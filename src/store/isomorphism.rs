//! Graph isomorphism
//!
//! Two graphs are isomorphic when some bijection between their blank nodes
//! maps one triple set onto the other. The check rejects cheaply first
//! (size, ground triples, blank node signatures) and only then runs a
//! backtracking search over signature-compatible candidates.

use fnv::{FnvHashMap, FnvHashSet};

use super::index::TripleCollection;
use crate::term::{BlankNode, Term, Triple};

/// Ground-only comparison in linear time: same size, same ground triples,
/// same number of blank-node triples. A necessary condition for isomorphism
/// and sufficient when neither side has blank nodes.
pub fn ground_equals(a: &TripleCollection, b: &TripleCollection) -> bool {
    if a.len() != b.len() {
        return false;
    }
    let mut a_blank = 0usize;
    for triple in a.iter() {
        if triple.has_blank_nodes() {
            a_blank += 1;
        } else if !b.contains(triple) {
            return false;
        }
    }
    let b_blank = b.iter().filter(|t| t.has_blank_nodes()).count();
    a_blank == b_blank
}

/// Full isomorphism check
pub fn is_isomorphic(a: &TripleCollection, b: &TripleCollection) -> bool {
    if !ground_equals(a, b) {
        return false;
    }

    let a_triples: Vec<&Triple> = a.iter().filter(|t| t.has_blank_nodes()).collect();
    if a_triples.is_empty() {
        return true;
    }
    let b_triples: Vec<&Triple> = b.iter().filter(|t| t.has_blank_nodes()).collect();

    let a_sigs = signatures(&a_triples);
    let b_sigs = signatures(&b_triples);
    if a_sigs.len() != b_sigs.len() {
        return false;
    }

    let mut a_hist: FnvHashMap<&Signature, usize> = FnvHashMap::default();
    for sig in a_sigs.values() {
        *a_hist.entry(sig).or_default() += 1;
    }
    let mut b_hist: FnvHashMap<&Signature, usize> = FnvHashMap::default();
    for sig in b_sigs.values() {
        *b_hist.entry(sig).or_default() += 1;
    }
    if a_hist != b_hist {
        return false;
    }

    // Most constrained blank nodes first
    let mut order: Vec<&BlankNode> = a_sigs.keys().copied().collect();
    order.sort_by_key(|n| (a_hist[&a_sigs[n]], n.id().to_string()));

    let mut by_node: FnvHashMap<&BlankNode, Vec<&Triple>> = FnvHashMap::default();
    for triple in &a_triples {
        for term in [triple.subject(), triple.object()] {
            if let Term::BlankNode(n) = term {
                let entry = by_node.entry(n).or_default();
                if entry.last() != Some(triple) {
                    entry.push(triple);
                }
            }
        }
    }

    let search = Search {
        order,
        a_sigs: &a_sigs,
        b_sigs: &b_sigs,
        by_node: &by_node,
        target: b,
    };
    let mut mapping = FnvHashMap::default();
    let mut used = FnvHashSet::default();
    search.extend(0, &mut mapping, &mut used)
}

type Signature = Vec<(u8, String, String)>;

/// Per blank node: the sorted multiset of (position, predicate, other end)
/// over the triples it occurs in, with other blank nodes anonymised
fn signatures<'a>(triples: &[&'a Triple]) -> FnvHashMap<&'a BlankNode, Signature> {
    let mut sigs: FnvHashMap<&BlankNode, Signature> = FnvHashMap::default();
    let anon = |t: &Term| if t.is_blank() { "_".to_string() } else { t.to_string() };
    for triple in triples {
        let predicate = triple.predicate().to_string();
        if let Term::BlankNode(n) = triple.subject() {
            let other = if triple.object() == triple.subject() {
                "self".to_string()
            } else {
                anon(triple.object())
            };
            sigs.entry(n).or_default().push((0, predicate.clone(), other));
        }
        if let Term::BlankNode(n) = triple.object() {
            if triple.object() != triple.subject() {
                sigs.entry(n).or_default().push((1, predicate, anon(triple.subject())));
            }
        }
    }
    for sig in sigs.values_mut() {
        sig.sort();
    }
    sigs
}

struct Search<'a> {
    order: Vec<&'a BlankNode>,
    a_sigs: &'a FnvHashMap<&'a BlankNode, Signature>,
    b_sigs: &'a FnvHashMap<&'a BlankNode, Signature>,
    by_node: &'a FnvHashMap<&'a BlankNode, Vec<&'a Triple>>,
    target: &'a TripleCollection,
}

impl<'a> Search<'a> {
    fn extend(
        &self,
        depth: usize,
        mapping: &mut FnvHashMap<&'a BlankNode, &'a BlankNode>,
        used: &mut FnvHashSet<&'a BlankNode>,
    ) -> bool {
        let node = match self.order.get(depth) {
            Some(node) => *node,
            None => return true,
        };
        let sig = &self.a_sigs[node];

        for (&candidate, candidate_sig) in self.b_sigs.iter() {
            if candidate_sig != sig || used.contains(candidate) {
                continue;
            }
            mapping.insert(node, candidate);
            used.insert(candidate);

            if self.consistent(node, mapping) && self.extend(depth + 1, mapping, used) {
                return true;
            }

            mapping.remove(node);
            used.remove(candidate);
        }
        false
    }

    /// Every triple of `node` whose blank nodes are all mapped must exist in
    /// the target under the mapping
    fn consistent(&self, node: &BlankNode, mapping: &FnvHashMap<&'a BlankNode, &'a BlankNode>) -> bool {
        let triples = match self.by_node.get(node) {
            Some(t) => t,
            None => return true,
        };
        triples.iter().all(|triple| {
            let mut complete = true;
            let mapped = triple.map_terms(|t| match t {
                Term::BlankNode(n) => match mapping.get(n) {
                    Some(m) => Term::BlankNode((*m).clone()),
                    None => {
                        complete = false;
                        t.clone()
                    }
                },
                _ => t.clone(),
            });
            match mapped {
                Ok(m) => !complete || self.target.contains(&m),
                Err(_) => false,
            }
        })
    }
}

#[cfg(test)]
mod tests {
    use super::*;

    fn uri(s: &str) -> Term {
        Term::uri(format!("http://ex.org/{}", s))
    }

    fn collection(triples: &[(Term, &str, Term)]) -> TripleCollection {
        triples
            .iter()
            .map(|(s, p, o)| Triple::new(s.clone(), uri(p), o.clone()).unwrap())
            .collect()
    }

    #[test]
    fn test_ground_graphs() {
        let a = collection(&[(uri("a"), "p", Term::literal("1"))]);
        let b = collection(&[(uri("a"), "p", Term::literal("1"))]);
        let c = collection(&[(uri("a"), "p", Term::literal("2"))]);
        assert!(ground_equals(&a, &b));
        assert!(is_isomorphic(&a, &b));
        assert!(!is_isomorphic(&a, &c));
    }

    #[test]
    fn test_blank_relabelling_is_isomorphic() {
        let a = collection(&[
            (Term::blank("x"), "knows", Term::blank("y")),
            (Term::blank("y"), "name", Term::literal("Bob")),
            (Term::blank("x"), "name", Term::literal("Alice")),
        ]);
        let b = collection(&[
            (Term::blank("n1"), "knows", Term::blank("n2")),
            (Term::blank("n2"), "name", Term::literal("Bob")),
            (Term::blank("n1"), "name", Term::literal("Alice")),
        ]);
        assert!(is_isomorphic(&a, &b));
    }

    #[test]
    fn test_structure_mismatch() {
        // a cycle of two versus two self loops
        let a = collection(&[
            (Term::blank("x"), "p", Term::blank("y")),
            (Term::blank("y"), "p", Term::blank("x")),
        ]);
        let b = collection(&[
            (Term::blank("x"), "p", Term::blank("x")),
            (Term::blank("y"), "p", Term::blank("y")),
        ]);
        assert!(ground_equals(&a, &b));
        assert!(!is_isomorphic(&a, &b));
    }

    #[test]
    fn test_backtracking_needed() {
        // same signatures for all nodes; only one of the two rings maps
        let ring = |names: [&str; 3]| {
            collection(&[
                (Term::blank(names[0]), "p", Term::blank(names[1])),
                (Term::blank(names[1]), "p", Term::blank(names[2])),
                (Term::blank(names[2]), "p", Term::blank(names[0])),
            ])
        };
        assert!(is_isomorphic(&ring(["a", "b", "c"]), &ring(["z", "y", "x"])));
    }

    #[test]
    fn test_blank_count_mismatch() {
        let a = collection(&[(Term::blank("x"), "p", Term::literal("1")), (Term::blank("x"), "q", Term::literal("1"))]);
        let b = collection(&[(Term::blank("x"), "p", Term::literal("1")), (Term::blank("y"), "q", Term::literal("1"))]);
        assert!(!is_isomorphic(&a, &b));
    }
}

...

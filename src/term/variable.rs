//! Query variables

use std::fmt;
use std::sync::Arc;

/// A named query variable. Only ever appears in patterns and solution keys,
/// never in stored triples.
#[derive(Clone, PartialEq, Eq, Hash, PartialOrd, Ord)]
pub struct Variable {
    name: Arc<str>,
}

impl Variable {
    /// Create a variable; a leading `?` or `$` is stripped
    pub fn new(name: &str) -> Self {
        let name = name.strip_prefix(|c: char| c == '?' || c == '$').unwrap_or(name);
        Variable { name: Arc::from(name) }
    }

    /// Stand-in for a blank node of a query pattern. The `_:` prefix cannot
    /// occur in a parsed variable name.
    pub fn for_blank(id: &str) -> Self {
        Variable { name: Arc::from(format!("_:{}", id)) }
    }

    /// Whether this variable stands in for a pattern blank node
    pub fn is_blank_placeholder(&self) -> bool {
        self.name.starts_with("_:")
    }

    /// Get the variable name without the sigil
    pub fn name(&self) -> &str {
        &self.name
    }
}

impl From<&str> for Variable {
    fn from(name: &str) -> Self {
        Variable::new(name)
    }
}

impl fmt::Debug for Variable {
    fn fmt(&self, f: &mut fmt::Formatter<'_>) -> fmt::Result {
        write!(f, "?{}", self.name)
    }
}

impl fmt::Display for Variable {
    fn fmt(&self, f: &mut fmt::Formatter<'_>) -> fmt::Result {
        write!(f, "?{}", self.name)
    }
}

TASK INSTRUCTIONS → Given the data above, transcribe exactly the lines from the one containing "condition for isomorphism" down to the one containing "let mut a_blank = 0usize;", and no others.

RESULT FOR THIS TASK →
/// same number of blank-node triples. A necessary condition for isomorphism
/// and sufficient when neither side has blank nodes.
pub fn ground_equals(a: &TripleCollection, b: &TripleCollection) -> bool {
    if a.len() != b.len() {
        return false;
    }
    let mut a_blank = 0usize;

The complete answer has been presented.